John Hurrell – 7 February, 2011
Many are also deliriously spatially lopsided, once you peer through the quatrefoil ‘windows' to see the lined up ‘Bridget Riley' ovals zipping towards you at great speed. Because of the instability of the curved quatrefoil shape the spatial recession within those edges is alarming - and only partially knocked back when intertwined by a sinewy brushstroke.
Auckland
Max Gimblett
The Daring Young Man on the Flying Trapeze
1 February 2011 - 28 February 2011
Quatrefoil panels - usually covered with goldleaf or glossy lacquer over which might be added sweeping splattery brushmarks - have for a long time been Max Gimblett’s calling card, instantly recognisable in any restaurant you eat at, any boardroom you might visit. In this merging of medieval Christianity and Zen Buddhism some works hit the spot with impeccably perfect grace, others are oafish and flabby. It’s all or nothing, and despite Gimbett’s stated desire to paint with an arm action that’s null of thought, some shows are empty of convincing visual dynamism as well as mind.
So now we have another one. More quatrefoils. But surprise surprise: there are significant changes. What was double layering is now triple. The supporting cross-shaped base of four overlapping circles has besides calligraphy acquired a new frontal grid of dots - or perspectivally sideways, sloping, discs. In silver or gold leaf. Lusciously hued, glistening, iridescent, these Op Arty circles are a veil that is also suggestive of bulging snakeskin or fish scales: some sort of animal surface - vaguely feral.

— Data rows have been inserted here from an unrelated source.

//! Configuration loading and management
//!
//! Handles parsing of `tasklist.toml` configuration files.

use serde::{Deserialize, Serialize};
use std::path::{Path, PathBuf};

use crate::storage;
use crate::task::STORAGE_KEY;

/// Main configuration structure
#[derive(Debug, Clone, Default, Serialize, Deserialize)]
pub struct Config {
    /// Storage configuration
    #[serde(default)]
    pub storage: StorageConfig,

    /// Terminal UI configuration
    #[serde(default)]
    pub ui: UiConfig,
}

/// Where and under which key the task list is kept
#[derive(Debug, Clone, Serialize, Deserialize)]
pub struct StorageConfig {
    /// Key the task list is stored under
    #[serde(default = "default_storage_key")]
    pub key: String,

    /// Directory for stored values (defaults to the data directory)
    #[serde(default, skip_serializing_if = "Option::is_none")]
    pub dir: Option<PathBuf>,
}

fn default_storage_key() -> String {
    STORAGE_KEY.to_string()
}

impl Default for StorageConfig {
    fn default() -> Self {
        Self {
            key: default_storage_key(),
            dir: None,
        }
    }
}

impl StorageConfig {
    /// Directory the store lives in, given the resolved data directory
    pub fn store_dir(&self, data_dir: &Path) -> PathBuf {
        self.dir
            .clone()
            .unwrap_or_else(|| data_dir.to_path_buf())
    }

    fn validate(&self) -> crate::error::Result<()> {
        storage::validate_key(&self.key).map_err(|err| {
            crate::error::Error::InvalidConfig(format!("storage.key: {err}"))
        })
    }
}

/// Terminal UI configuration
#[derive(Debug, Clone, Serialize, Deserialize)]
pub struct UiConfig {
    /// Event poll interval in milliseconds
    #[serde(default = "default_event_poll_ms")]
    pub event_poll_ms: u64,

    /// Glyph drawn for the delete trigger
    #[serde(default = "default_delete_glyph")]
    pub delete_glyph: String,
}

fn default_event_poll_ms() -> u64 {
    120
}

fn default_delete_glyph() -> String {
    "x".to_string()
}

impl Default for UiConfig {
    fn default() -> Self {
        Self {
            event_poll_ms: default_event_poll_ms(),
            delete_glyph: default_delete_glyph(),
        }
    }
}

impl UiConfig {
    fn validate(&self) -> crate::error::Result<()> {
        if self.event_poll_ms == 0 {
            return Err(crate::error::Error::InvalidConfig(
                "ui.event_poll_ms must be greater than 0".to_string(),
            ));
        }
        if self.delete_glyph.trim().is_empty() {
            return Err(crate::error::Error::InvalidConfig(
                "ui.delete_glyph cannot be empty".to_string(),
            ));
        }
        Ok(())
    }
}

impl Config {
    /// Load configuration from a `tasklist.toml` file
    pub fn load(path: &Path) -> crate::error::Result<Self> {
        let content = std::fs::read_to_string(path)?;
        let config: Config = toml::from_str(&content)?;
        config.validate()?;
        Ok(config)
    }

    /// Load configuration from the data directory, or return defaults
    pub fn load_from_dir(data_dir: &Path) -> Self {
        let config_path = storage::config_file(data_dir);
        if !config_path.exists() {
            return Self::default();
        }
        match Self::load(&config_path) {
            Ok(config) => config,
            Err(err) => {
                tracing::warn!(
                    path = %config_path.display(),
                    error = %err,
                    "ignoring invalid config, using defaults"
                );
                Self::default()
            }
        }
    }

    /// Render configuration as TOML
    pub fn to_toml(&self) -> crate::error::Result<String> {
        Ok(toml::to_string_pretty(self)?)
    }

    /// Save configuration to a file
    pub fn save(&self, path: &Path) -> crate::error::Result<()> {
        if let Some(parent) = path.parent() {
            std::fs::create_dir_all(parent)?;
        }
        std::fs::write(path, self.to_toml()?)?;
        Ok(())
    }

    fn validate(&self) -> crate::error::Result<()> {
        self.storage.validate()?;
        self.ui.validate()?;
        Ok(())
    }
}
//! tasklist - terminal task list library
//!
//! Keeps an ordered list of short tasks, persists it as a JSON array in a
//! key-value store and projects it into display rows for the terminal UI.
//!
//! # Module Organization
//!
//! - `cli`: Command-line interface using clap
//! - `config`: Configuration loading from `tasklist.toml`
//! - `controller`: Task list state and the operations that mutate it
//! - `error`: Error types and result aliases
//! - `output`: Human and JSON output for CLI commands
//! - `storage`: Key-value stores and data directory layout
//! - `task`: Task records and their persistence
//! - `ui`: Terminal front end built on ratatui

pub mod cli;
pub mod config;
pub mod controller;
pub mod error;
pub mod output;
pub mod storage;
pub mod task;
pub mod ui;

pub use error::{Error, Result};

Many are also deliriously spatially lopsided, once you peer through the quatrefoil ‘windows’ to see the lined up ‘Bridget Riley’ ovals zipping towards you at great speed. Because of the instability of the curved quatrefoil shape the spatial recession within those edges is alarming - and only partially knocked back when intertwined by a sinewy brushstroke. Others though make the frontal plane more discordant by having the metallic leaf shapes sliced and shifted as if on a fault line or diagonally cut collage. The implied fissures unsettle the decorative rhythms.

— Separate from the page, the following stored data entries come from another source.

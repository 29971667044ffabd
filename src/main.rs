//! tasklist - terminal task list CLI
//!
//! Add short tasks, mark them complete, delete them and search them, either
//! through the interactive UI or one subcommand at a time.

use std::fs::{self, File, OpenOptions};
use std::path::Path;
use std::sync::Mutex;

use clap::Parser;
use tasklist::cli::Cli;
use tasklist::output::{emit_error, infer_command_name_from_args};
use tasklist::storage;
use tracing_subscriber::{fmt, prelude::*, EnvFilter};

const DEFAULT_FILTER: &str = "warn";

fn main() {
    let command = infer_command_name_from_args();
    let cli = Cli::parse();
    init_tracing(&cli);

    let json = cli.json;
    if let Err(err) = cli.run() {
        let _ = emit_error(&command, &err, json);
        std::process::exit(err.exit_code());
    }
}

// Ignore invalid/huge RUST_LOG values instead of failing startup.
fn env_filter() -> EnvFilter {
    std::env::var("RUST_LOG")
        .ok()
        .and_then(|raw| {
            let raw = raw.trim();
            if raw.is_empty() || raw.len() > 4096 {
                return None;
            }
            EnvFilter::try_new(raw).ok()
        })
        .unwrap_or_else(|| EnvFilter::new(DEFAULT_FILTER))
}

fn init_tracing(cli: &Cli) {
    if !cli.is_interactive() {
        tracing_subscriber::registry()
            .with(fmt::layer().with_writer(std::io::stderr))
            .with(env_filter())
            .init();
        return;
    }

    // The UI owns the screen, so logs go to a file or nowhere.
    let Some(file) = cli
        .resolve_data_dir()
        .ok()
        .and_then(|dir| open_log_file(&dir))
    else {
        return;
    };
    tracing_subscriber::registry()
        .with(
            fmt::layer()
                .with_ansi(false)
                .with_writer(Mutex::new(file)),
        )
        .with(env_filter())
        .init();
}

fn open_log_file(data_dir: &Path) -> Option<File> {
    fs::create_dir_all(data_dir).ok()?;
    OpenOptions::new()
        .create(true)
        .append(true)
        .open(storage::log_file(data_dir))
        .ok()
}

Despite their fascinating complexity, Gimblett’s works do suffer when you see them in bulk. With all the glittering gold leaf, glossy loud colours and splashing about, the paintings look vulgar and frantically excessive - despite their religious intentions. They work much better in very small groups where the comparative isolation helps them speak to you directly. With dignity.

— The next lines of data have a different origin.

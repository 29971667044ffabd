//! Storage layer for tasklist
//!
//! Persistent state is an opaque key-value string store. Each key lives in
//! its own file under the store root:
//!
//! ```text
//! <data dir>/                   # platform data dir or --data-dir
//!   tasklist.toml               # optional configuration
//!   tasklist.log                # TUI log output
//!   tasks.json                  # value stored under the "tasks" key
//! ```

use std::cell::RefCell;
use std::collections::HashMap;
use std::fs;
use std::io::{self, Write};
use std::path::{Path, PathBuf};

use directories::ProjectDirs;
use tempfile::NamedTempFile;

use crate::error::{Error, Result};

/// File extension used for stored values
pub const VALUE_EXTENSION: &str = "json";

/// Synchronous string key-value store.
///
/// `get` returns `None` for absent keys, `set` overwrites unconditionally and
/// `remove` of an absent key succeeds.
pub trait KvStore {
    fn get(&self, key: &str) -> Result<Option<String>>;
    fn set(&self, key: &str, value: &str) -> Result<()>;
    fn remove(&self, key: &str) -> Result<()>;
}

/// Check that a key can be mapped onto a single file name
pub fn validate_key(key: &str) -> Result<()> {
    if key.trim().is_empty() {
        return Err(Error::InvalidArgument(
            "storage key cannot be empty".to_string(),
        ));
    }
    if key.starts_with('.') {
        return Err(Error::InvalidArgument(format!(
            "storage key '{key}' cannot start with '.'"
        )));
    }
    if key.contains(['/', '\\']) || key.contains('\0') {
        return Err(Error::InvalidArgument(format!(
            "storage key '{key}' cannot contain path separators"
        )));
    }
    Ok(())
}

/// File-backed store rooted at a directory
#[derive(Debug, Clone)]
pub struct FileStore {
    root: PathBuf,
}

impl FileStore {
    pub fn new(root: impl Into<PathBuf>) -> Self {
        Self { root: root.into() }
    }

    // =========================================================================
    // Path accessors
    // =========================================================================

    /// Directory holding the stored values
    pub fn root(&self) -> &Path {
        &self.root
    }

    /// Path of the file backing `key`
    pub fn entry_path(&self, key: &str) -> Result<PathBuf> {
        validate_key(key)?;
        Ok(self.root.join(format!("{key}.{VALUE_EXTENSION}")))
    }

    /// Write data atomically (temp file in the same directory, then rename)
    ///
    /// Readers see either the previous value or the new one, never a
    /// truncated file.
    fn write_atomic(&self, path: &Path, data: &[u8]) -> Result<()> {
        let parent = path.parent().unwrap_or(&self.root);
        fs::create_dir_all(parent)?;

        let mut temp = NamedTempFile::new_in(parent)?;
        temp.write_all(data)?;
        temp.as_file().sync_all()?;
        temp.persist(path).map_err(|err| {
            Error::OperationFailed(format!("failed to replace {}: {}", path.display(), err.error))
        })?;

        Ok(())
    }
}

impl KvStore for FileStore {
    fn get(&self, key: &str) -> Result<Option<String>> {
        let path = self.entry_path(key)?;
        match fs::read_to_string(&path) {
            Ok(content) => Ok(Some(content)),
            Err(err) if err.kind() == io::ErrorKind::NotFound => Ok(None),
            // Non UTF-8 bytes are still a stored value; hand it on as text so
            // the caller's decode step can reject it.
            Err(err) if err.kind() == io::ErrorKind::InvalidData => {
                let bytes = fs::read(&path)?;
                Ok(Some(String::from_utf8_lossy(&bytes).into_owned()))
            }
            Err(err) => Err(err.into()),
        }
    }

    fn set(&self, key: &str, value: &str) -> Result<()> {
        let path = self.entry_path(key)?;
        self.write_atomic(&path, value.as_bytes())
    }

    fn remove(&self, key: &str) -> Result<()> {
        let path = self.entry_path(key)?;
        match fs::remove_file(&path) {
            Ok(()) => Ok(()),
            Err(err) if err.kind() == io::ErrorKind::NotFound => Ok(()),
            Err(err) => Err(err.into()),
        }
    }
}

/// In-process store with no disk state
#[derive(Debug, Default)]
pub struct MemoryStore {
    entries: RefCell<HashMap<String, String>>,
}

impl MemoryStore {
    pub fn new() -> Self {
        Self::default()
    }

    pub fn contains(&self, key: &str) -> bool {
        self.entries.borrow().contains_key(key)
    }
}

impl KvStore for MemoryStore {
    fn get(&self, key: &str) -> Result<Option<String>> {
        validate_key(key)?;
        Ok(self.entries.borrow().get(key).cloned())
    }

    fn set(&self, key: &str, value: &str) -> Result<()> {
        validate_key(key)?;
        self.entries
            .borrow_mut()
            .insert(key.to_string(), value.to_string());
        Ok(())
    }

    fn remove(&self, key: &str) -> Result<()> {
        validate_key(key)?;
        self.entries.borrow_mut().remove(key);
        Ok(())
    }
}

/// Resolve the data directory: explicit override, else the platform data dir
pub fn resolve_data_dir(override_dir: Option<&Path>) -> Result<PathBuf> {
    if let Some(dir) = override_dir {
        return Ok(dir.to_path_buf());
    }
    ProjectDirs::from("", "", "tasklist")
        .map(|dirs| dirs.data_dir().to_path_buf())
        .ok_or_else(|| Error::DataDirUnavailable(PathBuf::from("<home>")))
}

/// Path to the configuration file inside a data directory
pub fn config_file(data_dir: &Path) -> PathBuf {
    data_dir.join("tasklist.toml")
}

/// Path to the TUI log file inside a data directory
pub fn log_file(data_dir: &Path) -> PathBuf {
    data_dir.join("tasklist.log")
}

As for these new spatially fragmented works, it is this peculiar tilting of crunched up purple or black planes that holds your interest. It is clever for Gimblett to arrive at such an unsettling spatial dynamic, for that depth is very new and you elatedly optically dive into it. In vivid contrast there are four or five other paintings that have a frontal grid of small squares (maybe some coloured ovals mixed in) and a colour sense related to the more muted, delicate, metal leaf palette of Tony Lane. These hues lack tonal extremes and as such these surface /picture-plane oriented quatrefoils generate a mosaiclike flicker, a gentle pulse that provides a more stable mood, unlike the colliding ovals and circles. A different variety of pleasure.
The Daring Young Man on the Flying Trapeze - with its title taken from William Saroyan’s short story - is the best show Gimblett has had for some time at Gow Langsford; the last one of over-laboured brushstrokes was a disappointment. There is a new found confidence and excitement in this new direction: the aerial acrobatics resulting from his gridded, brusherly and mystically curvacious chromatic hybridity are infectious.